## Collected data entries
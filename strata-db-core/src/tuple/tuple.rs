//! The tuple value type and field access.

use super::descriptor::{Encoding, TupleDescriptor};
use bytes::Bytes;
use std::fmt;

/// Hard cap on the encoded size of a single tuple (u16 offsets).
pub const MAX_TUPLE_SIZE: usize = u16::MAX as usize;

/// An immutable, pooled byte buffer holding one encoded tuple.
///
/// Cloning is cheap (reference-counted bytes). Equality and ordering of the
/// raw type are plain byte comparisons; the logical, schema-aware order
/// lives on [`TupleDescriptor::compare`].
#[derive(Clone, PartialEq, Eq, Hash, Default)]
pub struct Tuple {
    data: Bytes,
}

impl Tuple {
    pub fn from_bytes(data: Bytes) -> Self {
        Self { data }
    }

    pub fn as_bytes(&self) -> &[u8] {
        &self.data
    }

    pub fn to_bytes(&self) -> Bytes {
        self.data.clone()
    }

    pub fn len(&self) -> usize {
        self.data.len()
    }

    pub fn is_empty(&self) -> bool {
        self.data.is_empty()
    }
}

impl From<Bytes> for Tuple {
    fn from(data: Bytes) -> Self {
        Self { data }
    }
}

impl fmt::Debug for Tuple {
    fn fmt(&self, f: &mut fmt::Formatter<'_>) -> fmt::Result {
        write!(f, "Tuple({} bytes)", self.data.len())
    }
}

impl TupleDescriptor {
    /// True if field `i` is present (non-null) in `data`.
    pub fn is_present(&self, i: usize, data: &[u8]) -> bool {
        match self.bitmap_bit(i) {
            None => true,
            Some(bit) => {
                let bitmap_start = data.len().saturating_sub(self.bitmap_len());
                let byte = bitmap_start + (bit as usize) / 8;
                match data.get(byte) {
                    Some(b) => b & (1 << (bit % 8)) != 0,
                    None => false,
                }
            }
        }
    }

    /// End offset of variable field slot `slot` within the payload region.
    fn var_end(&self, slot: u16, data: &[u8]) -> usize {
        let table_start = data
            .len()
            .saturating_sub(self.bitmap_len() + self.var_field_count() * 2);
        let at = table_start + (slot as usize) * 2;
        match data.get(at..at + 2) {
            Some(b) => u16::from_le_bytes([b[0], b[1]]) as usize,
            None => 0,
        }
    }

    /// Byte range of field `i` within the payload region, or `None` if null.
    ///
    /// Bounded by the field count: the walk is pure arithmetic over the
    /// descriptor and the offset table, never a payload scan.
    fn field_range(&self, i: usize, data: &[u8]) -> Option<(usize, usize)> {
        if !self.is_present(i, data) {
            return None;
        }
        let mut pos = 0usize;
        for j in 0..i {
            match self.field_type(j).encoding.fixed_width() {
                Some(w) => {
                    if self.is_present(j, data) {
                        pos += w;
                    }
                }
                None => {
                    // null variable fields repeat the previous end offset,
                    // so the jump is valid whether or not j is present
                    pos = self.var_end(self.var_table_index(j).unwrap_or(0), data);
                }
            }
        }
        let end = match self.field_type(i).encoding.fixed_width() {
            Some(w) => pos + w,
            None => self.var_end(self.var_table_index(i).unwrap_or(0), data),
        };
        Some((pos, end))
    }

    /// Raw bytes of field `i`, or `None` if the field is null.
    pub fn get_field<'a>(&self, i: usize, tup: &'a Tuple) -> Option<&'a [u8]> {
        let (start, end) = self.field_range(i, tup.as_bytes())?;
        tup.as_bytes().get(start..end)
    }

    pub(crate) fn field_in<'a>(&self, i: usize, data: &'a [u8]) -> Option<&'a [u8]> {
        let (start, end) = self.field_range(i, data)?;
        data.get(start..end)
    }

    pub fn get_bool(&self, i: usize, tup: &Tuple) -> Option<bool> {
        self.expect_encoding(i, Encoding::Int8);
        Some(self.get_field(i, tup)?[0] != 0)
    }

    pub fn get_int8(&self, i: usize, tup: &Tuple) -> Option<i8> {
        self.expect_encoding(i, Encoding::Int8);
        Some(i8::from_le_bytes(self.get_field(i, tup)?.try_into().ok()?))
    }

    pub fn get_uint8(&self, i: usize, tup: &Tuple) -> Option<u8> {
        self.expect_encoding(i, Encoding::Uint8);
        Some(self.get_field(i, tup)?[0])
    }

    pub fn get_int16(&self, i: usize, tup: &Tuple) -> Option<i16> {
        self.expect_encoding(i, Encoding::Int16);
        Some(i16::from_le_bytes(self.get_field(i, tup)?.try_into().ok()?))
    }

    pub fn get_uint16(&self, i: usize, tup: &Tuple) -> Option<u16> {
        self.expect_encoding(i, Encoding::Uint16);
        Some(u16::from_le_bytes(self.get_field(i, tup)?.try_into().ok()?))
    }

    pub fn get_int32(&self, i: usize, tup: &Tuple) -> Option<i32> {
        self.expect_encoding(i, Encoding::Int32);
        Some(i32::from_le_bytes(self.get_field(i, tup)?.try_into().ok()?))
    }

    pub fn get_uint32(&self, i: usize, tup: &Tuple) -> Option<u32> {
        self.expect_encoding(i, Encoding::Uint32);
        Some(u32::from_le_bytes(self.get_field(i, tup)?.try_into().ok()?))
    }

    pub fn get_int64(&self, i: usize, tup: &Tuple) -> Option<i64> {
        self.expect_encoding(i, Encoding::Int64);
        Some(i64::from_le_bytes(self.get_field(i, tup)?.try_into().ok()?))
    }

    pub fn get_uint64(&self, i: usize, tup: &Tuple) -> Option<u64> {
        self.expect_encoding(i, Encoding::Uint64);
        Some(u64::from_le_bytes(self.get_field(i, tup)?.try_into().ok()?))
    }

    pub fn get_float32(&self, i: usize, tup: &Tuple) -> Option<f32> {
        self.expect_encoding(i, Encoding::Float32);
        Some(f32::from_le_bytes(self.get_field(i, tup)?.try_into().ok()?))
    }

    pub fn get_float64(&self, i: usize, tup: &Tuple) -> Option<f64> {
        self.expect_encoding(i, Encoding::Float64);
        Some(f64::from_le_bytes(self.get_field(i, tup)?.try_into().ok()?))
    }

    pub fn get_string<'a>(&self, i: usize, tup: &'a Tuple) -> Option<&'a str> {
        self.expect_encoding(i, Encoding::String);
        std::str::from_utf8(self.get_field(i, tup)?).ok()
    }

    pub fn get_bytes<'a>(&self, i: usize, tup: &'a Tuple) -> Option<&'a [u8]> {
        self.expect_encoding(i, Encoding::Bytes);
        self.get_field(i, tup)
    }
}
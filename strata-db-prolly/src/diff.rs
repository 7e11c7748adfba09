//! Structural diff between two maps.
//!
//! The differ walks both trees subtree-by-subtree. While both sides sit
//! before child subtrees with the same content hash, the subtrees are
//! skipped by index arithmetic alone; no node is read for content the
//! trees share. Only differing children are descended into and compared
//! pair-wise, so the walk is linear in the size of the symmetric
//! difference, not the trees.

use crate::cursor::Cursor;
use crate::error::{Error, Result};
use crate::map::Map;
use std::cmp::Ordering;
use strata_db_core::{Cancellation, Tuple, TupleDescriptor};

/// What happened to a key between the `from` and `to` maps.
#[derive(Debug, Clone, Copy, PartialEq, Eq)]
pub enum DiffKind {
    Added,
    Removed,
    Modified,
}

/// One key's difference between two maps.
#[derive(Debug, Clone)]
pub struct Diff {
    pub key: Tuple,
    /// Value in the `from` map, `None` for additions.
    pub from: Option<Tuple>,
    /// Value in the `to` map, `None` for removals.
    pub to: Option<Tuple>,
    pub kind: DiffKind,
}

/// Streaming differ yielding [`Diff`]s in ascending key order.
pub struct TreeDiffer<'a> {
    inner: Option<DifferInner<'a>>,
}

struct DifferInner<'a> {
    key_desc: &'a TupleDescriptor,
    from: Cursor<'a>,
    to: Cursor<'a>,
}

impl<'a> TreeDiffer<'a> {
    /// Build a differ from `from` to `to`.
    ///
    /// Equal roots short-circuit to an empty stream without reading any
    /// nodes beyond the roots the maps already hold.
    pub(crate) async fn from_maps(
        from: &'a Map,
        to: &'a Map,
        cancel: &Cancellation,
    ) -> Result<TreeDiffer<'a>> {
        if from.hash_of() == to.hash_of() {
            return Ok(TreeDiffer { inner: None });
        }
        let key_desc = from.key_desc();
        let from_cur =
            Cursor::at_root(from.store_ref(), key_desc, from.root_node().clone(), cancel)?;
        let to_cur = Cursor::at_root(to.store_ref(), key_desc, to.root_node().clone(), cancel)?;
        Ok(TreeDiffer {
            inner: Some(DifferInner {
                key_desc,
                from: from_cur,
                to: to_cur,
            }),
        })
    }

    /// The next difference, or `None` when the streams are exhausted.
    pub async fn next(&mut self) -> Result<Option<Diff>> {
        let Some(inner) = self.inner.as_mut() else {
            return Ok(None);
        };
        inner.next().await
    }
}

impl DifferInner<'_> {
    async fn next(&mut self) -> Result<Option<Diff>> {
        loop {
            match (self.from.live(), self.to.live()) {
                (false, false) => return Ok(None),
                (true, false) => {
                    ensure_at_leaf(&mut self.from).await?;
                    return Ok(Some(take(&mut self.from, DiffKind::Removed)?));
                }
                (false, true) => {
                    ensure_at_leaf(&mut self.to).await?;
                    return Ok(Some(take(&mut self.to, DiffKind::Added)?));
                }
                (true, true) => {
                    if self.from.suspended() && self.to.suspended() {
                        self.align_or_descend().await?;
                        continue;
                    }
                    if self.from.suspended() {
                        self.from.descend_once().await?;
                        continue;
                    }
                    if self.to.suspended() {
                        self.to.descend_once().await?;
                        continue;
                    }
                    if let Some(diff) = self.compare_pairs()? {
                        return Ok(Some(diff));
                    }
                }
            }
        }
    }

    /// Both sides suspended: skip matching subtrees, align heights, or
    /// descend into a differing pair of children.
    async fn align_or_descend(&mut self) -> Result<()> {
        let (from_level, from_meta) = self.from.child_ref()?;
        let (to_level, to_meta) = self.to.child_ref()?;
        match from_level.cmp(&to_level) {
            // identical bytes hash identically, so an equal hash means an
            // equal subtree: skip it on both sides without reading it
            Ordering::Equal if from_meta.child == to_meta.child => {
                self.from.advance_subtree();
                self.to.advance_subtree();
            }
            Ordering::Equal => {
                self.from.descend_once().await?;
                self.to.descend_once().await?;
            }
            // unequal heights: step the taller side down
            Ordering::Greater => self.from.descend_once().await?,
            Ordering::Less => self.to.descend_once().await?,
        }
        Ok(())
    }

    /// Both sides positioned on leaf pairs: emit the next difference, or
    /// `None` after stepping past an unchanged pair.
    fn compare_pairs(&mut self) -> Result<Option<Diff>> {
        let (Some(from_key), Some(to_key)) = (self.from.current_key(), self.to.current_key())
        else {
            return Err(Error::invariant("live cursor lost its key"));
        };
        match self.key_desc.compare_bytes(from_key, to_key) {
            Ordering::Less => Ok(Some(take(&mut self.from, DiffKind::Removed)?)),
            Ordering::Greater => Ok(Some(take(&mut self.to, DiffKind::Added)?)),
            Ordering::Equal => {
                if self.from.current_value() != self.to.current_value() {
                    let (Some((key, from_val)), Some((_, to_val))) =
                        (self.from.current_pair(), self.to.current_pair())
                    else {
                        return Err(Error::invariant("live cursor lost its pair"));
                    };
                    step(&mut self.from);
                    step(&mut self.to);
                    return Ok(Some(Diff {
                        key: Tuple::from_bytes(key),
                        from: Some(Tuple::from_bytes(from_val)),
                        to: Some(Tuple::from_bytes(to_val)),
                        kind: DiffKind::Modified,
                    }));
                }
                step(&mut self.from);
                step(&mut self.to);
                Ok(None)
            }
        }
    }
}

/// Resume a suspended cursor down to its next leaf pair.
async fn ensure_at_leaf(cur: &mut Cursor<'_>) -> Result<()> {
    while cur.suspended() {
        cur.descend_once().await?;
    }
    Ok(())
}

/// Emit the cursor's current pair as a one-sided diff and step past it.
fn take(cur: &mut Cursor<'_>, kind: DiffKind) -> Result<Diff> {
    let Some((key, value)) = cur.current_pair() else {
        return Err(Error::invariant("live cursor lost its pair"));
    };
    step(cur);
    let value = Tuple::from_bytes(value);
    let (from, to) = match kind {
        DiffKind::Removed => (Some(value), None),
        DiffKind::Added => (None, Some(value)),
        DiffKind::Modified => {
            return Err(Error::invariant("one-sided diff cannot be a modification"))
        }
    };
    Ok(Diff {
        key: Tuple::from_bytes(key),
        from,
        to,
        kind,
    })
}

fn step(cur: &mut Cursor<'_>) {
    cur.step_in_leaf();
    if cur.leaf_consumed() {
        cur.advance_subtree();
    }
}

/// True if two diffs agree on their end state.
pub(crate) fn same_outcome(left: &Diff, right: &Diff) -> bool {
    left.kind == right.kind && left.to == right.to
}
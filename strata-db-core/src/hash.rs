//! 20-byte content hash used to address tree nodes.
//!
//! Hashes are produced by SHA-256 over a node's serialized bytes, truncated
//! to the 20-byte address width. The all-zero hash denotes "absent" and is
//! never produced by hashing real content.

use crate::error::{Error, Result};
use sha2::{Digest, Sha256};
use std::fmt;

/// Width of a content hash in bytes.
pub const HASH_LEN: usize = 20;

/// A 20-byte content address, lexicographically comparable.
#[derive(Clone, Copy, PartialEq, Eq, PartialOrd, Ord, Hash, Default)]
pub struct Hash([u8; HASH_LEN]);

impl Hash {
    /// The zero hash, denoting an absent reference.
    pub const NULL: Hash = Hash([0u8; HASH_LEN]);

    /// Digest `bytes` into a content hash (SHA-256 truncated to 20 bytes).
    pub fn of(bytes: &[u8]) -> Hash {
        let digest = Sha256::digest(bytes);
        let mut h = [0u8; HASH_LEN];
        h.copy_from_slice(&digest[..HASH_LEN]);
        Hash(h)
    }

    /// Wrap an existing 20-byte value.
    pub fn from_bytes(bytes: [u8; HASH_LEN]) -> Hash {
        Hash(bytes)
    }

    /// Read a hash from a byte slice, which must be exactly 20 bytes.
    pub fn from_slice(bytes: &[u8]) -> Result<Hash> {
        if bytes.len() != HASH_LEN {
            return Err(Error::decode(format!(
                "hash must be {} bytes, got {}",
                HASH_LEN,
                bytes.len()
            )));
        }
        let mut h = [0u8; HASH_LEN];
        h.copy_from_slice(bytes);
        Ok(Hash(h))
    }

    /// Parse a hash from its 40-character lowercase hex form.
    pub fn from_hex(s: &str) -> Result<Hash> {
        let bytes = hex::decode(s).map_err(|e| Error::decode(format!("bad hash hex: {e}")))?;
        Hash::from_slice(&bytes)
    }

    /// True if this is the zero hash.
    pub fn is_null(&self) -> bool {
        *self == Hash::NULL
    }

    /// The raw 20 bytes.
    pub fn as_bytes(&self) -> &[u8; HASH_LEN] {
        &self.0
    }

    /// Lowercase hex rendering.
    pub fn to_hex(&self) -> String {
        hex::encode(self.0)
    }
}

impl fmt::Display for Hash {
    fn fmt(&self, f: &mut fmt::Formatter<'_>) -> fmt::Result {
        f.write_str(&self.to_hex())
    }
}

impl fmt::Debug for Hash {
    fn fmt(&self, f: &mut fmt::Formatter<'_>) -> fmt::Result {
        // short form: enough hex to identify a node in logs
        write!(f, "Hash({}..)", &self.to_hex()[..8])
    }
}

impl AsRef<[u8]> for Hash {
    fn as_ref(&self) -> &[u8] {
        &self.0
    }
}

## TASK REQUIREMENTS
Scan the records for the string "past" and report each line where it occurs.

## RESULT BELOW
    /// `None` after stepping past an unchanged pair.
/// Emit the cursor's current pair as a one-sided diff and step past it.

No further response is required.